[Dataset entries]
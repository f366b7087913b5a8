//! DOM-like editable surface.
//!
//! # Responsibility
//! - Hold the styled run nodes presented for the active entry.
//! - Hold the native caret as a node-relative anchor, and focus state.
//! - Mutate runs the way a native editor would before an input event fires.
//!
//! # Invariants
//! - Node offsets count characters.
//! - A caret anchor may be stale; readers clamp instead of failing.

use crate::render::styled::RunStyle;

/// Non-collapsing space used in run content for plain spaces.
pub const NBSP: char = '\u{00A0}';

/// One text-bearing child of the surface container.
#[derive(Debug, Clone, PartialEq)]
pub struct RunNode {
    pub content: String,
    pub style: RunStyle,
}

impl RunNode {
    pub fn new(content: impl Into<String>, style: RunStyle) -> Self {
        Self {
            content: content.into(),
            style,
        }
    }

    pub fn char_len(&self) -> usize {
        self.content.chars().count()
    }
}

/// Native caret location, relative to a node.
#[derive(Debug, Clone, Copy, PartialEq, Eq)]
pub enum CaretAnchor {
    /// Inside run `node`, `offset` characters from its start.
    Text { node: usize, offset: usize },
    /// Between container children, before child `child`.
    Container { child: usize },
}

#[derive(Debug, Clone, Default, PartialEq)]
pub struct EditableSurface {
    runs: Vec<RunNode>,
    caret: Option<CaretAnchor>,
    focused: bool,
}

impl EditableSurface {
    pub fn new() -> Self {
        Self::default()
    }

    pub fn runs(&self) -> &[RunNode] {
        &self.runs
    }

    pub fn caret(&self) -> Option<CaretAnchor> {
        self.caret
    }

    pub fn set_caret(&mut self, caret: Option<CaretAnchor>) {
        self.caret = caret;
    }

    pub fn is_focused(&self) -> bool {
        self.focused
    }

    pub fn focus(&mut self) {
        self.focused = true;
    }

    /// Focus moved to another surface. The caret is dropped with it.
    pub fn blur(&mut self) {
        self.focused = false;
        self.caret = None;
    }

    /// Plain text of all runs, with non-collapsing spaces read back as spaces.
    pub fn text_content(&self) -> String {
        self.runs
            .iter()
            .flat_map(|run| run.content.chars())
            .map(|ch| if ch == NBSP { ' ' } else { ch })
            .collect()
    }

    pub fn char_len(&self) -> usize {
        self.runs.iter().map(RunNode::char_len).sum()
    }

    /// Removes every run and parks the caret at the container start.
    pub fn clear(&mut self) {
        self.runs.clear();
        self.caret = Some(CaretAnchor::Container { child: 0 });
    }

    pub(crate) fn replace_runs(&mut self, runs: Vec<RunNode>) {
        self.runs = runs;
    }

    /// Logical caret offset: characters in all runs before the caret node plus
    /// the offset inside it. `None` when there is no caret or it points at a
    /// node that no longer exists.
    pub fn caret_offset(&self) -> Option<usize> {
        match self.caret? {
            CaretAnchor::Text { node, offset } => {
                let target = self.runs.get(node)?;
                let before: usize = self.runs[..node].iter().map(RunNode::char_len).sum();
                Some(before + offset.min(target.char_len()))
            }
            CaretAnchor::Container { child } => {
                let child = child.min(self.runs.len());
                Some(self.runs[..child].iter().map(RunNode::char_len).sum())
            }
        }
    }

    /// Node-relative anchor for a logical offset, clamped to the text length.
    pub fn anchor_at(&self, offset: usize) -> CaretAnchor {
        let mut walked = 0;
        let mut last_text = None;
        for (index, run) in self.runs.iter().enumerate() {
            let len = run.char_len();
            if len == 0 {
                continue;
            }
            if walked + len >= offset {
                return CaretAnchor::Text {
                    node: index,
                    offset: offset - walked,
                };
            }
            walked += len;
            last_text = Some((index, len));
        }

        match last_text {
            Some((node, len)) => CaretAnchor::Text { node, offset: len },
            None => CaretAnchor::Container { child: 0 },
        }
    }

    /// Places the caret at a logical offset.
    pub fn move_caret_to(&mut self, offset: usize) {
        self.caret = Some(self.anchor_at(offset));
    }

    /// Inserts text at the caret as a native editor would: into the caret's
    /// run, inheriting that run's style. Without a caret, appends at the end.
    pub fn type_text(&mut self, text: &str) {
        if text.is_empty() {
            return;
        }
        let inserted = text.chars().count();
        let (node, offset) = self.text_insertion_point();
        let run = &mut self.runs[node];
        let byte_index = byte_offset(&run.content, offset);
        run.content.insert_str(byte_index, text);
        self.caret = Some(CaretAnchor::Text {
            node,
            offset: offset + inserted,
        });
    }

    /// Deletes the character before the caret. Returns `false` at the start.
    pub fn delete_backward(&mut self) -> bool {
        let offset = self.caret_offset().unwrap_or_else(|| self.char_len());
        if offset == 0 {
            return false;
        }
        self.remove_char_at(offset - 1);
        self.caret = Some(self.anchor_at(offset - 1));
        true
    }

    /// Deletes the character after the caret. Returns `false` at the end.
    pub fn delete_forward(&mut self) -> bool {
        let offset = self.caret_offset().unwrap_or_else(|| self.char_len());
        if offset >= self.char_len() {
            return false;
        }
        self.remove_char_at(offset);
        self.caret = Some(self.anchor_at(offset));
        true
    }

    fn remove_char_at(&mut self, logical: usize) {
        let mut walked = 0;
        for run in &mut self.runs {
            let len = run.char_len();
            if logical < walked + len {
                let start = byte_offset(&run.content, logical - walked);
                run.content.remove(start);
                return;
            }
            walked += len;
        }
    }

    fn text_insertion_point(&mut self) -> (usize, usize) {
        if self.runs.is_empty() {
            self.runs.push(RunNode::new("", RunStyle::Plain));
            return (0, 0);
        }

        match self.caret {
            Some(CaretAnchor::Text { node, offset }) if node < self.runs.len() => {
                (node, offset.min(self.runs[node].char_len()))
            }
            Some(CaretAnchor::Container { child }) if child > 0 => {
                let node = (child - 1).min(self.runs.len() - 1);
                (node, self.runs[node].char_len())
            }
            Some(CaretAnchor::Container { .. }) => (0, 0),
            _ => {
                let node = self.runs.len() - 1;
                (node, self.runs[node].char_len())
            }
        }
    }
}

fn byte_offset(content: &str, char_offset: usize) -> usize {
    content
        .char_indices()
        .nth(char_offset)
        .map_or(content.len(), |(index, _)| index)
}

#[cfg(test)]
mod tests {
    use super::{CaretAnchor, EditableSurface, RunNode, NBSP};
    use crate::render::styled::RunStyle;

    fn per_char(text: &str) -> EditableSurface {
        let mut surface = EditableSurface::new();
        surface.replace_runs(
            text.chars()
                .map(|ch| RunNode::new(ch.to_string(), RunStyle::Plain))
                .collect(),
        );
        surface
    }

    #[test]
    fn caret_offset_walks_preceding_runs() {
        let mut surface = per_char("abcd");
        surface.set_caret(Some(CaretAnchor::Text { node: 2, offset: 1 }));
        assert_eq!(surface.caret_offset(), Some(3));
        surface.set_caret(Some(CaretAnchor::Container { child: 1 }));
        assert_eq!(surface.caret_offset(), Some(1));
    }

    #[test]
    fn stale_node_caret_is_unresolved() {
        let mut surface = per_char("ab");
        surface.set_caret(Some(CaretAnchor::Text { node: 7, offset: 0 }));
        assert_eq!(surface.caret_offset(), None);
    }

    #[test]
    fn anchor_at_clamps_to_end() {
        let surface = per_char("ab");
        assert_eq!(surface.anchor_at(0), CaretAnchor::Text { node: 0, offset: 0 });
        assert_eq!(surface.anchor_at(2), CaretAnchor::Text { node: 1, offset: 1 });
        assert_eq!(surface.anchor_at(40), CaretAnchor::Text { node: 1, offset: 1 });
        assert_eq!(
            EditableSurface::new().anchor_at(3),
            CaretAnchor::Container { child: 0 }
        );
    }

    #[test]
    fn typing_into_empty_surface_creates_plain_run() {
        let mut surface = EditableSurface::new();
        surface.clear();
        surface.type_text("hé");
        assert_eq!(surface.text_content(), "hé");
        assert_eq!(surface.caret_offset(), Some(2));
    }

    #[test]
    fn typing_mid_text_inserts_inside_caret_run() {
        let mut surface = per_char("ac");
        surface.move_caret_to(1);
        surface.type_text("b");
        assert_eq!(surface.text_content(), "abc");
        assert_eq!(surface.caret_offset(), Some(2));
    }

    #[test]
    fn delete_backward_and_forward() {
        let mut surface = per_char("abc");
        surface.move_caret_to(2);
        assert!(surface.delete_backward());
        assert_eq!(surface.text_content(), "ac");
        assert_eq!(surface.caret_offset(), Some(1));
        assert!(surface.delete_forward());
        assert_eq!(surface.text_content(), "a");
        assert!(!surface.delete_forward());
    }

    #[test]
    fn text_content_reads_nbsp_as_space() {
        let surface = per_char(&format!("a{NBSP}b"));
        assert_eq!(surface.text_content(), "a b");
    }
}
--
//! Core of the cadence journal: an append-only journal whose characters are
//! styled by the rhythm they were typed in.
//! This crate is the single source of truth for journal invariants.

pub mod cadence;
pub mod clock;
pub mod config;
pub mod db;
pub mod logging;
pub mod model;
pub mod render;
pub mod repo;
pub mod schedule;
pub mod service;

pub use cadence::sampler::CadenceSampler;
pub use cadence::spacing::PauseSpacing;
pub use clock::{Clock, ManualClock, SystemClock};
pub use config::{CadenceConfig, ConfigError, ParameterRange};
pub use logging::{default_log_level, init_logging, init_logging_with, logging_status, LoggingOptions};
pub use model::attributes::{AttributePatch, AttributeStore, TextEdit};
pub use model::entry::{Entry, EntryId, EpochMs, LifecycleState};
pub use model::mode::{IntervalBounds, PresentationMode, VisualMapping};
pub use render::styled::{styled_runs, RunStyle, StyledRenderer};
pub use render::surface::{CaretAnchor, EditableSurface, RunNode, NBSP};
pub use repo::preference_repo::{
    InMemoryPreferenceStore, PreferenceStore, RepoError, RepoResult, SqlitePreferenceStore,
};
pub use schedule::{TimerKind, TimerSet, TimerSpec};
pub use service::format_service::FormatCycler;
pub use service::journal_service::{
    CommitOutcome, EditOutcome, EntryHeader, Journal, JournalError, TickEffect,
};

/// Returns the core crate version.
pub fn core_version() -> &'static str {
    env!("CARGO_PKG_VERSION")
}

**EXERCISE DETAILS:** Go through the data, and copy each line in which the word "walked" appears.

**RESULT:**
        let mut walked = 0;
            if walked + len >= offset {
                    offset: offset - walked,
            walked += len;
        let mut walked = 0;
            if logical < walked + len {
                let start = byte_offset(&run.content, logical - walked);
            walked += len;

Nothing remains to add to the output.